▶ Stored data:
--- --- ---

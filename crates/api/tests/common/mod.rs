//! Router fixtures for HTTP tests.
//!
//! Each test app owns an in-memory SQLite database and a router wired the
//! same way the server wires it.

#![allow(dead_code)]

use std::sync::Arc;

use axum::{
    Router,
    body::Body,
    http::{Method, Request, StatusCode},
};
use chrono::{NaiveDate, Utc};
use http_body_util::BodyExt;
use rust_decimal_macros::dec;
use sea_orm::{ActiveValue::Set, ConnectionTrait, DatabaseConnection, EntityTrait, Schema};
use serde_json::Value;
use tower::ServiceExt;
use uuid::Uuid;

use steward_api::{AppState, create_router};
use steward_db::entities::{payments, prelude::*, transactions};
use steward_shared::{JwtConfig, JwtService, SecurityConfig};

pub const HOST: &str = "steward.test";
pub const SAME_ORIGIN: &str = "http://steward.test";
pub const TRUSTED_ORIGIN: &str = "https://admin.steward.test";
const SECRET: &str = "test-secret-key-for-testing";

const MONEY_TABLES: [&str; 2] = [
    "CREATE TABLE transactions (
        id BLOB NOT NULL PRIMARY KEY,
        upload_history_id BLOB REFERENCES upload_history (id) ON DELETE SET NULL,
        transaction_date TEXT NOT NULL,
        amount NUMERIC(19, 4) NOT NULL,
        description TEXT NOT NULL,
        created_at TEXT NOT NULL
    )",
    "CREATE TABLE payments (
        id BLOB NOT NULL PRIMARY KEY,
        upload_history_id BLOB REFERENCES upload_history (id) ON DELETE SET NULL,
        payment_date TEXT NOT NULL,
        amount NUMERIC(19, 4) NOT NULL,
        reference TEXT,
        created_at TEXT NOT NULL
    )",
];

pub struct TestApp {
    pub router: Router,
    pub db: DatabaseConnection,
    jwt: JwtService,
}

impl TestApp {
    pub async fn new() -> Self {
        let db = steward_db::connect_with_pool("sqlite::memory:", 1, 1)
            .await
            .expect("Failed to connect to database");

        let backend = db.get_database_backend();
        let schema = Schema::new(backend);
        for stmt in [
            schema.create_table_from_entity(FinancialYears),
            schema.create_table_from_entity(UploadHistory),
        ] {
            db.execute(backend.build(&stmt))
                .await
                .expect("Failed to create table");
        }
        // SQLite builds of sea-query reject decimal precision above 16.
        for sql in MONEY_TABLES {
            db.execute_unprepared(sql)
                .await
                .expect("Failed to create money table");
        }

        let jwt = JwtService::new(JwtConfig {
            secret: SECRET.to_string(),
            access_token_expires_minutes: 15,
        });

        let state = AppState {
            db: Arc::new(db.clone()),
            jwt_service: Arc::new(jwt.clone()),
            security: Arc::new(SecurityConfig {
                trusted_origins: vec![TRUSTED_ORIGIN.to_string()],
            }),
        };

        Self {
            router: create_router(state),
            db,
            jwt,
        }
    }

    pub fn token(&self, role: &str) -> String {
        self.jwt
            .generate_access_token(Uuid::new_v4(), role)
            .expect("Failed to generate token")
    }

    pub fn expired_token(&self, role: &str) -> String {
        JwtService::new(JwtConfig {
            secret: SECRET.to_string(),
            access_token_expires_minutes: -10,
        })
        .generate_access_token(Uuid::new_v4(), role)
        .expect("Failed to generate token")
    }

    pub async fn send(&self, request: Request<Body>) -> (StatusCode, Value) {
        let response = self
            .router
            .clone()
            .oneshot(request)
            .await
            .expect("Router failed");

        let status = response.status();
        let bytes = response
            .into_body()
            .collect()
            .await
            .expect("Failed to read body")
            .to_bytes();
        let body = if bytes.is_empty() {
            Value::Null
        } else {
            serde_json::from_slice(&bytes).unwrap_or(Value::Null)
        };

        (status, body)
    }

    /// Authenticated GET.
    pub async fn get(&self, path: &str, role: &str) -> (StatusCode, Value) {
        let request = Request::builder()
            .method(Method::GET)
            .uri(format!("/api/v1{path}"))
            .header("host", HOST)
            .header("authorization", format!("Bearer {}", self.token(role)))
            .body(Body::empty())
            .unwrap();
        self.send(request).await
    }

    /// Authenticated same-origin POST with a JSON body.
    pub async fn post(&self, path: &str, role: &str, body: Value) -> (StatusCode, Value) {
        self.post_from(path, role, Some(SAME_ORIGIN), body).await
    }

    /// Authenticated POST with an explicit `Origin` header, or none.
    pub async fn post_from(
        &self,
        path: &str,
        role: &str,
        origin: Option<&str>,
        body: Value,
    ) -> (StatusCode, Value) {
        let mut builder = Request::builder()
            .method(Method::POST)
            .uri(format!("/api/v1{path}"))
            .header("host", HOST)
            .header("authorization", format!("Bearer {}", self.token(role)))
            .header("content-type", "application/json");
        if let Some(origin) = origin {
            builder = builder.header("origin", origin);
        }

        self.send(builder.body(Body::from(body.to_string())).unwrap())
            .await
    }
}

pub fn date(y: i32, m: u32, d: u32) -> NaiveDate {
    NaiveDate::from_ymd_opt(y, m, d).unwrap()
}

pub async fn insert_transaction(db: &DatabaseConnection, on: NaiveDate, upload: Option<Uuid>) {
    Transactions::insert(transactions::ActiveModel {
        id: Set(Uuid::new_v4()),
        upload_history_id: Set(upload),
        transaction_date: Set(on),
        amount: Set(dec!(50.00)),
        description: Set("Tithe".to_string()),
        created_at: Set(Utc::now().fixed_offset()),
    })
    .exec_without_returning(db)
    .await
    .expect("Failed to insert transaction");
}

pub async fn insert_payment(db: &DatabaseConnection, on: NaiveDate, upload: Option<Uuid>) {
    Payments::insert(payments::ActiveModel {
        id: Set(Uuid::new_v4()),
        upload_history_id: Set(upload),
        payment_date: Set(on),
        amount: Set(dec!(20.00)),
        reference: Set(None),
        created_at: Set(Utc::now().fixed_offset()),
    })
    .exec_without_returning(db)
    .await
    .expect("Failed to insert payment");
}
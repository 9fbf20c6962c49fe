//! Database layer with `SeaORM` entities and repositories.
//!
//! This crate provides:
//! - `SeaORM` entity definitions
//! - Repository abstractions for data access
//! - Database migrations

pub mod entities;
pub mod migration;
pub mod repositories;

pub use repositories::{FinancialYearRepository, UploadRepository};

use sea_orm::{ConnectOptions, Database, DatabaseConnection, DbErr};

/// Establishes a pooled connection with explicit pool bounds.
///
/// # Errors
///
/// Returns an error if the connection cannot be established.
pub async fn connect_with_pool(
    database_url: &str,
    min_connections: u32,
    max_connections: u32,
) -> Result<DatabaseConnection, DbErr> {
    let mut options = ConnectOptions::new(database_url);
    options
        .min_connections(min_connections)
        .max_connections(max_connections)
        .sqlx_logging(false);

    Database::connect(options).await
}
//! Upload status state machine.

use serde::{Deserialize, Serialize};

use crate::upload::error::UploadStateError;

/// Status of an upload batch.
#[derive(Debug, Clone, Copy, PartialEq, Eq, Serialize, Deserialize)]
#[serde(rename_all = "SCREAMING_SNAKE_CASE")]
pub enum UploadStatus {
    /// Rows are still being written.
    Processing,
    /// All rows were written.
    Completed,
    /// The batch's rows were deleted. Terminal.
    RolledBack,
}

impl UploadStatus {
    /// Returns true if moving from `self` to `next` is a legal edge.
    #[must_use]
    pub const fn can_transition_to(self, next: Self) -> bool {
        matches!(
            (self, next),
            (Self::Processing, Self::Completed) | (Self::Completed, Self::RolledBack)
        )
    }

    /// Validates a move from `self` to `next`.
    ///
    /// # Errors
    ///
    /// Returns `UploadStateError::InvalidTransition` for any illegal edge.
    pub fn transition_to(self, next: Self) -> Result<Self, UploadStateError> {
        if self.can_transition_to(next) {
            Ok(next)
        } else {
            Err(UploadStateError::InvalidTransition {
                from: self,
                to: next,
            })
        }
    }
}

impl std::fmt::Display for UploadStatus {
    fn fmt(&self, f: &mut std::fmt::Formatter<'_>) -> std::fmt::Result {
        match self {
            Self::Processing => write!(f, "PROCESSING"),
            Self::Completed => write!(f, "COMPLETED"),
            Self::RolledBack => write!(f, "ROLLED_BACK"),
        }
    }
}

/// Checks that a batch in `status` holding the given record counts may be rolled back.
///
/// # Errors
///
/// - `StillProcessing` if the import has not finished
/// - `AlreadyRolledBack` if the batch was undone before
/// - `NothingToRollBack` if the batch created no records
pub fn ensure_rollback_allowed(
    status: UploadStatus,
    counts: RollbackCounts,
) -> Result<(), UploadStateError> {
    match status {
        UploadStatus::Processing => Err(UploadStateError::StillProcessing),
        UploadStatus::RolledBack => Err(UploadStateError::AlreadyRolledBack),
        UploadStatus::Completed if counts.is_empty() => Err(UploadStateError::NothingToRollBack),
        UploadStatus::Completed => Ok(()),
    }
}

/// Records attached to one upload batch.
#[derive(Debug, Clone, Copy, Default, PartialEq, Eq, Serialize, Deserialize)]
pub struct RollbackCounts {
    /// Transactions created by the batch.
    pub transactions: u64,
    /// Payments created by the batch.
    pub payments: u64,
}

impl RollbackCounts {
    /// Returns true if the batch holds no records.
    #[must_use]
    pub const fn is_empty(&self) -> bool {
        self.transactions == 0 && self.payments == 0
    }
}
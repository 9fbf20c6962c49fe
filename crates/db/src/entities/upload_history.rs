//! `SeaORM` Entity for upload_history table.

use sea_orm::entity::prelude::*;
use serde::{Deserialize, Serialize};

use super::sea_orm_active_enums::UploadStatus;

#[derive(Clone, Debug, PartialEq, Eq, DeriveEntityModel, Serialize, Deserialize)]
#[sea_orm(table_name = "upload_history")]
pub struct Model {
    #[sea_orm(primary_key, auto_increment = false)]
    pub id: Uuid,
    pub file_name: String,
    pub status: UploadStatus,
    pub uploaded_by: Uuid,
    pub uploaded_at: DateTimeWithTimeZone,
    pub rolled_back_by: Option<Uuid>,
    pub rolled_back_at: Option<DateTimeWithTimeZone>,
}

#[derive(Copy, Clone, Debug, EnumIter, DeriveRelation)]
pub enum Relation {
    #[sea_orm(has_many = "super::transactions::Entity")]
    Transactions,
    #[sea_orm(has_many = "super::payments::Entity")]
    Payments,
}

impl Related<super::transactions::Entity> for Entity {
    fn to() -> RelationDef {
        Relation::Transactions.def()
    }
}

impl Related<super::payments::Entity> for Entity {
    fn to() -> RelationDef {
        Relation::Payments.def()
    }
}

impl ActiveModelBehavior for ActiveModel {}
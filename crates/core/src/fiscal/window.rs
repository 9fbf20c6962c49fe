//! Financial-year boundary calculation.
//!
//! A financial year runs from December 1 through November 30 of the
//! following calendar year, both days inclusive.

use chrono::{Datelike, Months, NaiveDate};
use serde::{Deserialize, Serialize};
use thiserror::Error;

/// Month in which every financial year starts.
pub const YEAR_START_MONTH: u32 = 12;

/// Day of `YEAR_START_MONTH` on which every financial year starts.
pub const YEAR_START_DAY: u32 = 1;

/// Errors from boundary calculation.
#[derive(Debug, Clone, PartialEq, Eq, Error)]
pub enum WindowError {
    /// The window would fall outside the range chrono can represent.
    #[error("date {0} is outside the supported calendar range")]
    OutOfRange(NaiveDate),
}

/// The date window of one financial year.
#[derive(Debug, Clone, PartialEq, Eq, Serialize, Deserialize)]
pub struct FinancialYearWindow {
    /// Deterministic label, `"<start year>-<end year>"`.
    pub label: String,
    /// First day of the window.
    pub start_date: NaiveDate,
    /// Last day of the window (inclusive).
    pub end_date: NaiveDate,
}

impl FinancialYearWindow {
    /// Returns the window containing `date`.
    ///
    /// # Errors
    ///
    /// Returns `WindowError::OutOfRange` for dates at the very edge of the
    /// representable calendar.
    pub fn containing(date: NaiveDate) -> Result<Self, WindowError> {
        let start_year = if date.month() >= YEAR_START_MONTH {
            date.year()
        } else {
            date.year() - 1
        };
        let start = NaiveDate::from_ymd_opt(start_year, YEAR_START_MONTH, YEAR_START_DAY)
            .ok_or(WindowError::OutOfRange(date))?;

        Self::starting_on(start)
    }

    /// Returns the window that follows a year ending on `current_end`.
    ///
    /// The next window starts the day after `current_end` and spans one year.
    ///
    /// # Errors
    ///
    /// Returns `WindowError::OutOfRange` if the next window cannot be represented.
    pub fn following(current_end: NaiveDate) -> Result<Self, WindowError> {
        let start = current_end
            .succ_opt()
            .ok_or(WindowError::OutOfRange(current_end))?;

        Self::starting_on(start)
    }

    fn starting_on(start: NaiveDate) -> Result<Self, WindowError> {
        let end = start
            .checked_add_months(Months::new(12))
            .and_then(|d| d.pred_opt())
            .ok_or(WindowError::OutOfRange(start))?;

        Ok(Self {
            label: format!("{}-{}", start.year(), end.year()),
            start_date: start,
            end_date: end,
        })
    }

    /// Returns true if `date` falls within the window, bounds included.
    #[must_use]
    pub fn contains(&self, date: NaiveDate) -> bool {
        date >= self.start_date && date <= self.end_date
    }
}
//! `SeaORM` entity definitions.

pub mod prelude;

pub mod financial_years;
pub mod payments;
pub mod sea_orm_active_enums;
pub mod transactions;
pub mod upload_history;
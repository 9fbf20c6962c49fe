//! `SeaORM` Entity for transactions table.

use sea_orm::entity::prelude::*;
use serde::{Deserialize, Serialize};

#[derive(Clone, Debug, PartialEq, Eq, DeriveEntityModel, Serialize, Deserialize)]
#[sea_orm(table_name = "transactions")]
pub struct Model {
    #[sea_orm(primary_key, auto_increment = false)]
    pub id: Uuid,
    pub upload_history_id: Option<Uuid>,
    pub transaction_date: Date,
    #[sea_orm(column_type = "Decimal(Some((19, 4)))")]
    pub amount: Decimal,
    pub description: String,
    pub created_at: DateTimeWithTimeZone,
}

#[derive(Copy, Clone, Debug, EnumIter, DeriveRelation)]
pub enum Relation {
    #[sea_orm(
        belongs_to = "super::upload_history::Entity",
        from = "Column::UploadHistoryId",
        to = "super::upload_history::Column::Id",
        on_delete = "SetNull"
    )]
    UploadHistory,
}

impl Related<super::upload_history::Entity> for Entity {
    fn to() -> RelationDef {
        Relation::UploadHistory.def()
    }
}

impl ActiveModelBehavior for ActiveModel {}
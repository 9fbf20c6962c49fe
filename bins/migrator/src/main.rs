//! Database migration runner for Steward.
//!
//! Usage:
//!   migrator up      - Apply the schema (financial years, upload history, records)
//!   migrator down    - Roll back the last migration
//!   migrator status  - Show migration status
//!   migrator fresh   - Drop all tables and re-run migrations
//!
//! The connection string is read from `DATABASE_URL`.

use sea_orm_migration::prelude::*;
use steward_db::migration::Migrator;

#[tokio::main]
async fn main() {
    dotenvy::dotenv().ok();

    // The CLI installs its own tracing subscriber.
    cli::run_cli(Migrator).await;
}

--- --- ---

▶ THE TASK: Within the data above, the lines from the one with "for data access" to the one with "-> Result<DatabaseConnection, DbErr>" must be repeated exactly; no other line belongs in the answer.

▶ REPLY TO THE TASK:
//! - Repository abstractions for data access
//! - Database migrations

pub mod entities;
pub mod migration;
pub mod repositories;

pub use repositories::{FinancialYearRepository, UploadRepository};

use sea_orm::{ConnectOptions, Database, DatabaseConnection, DbErr};

/// Establishes a pooled connection with explicit pool bounds.
///
/// # Errors
///
/// Returns an error if the connection cannot be established.
pub async fn connect_with_pool(
    database_url: &str,
    min_connections: u32,
    max_connections: u32,
) -> Result<DatabaseConnection, DbErr> {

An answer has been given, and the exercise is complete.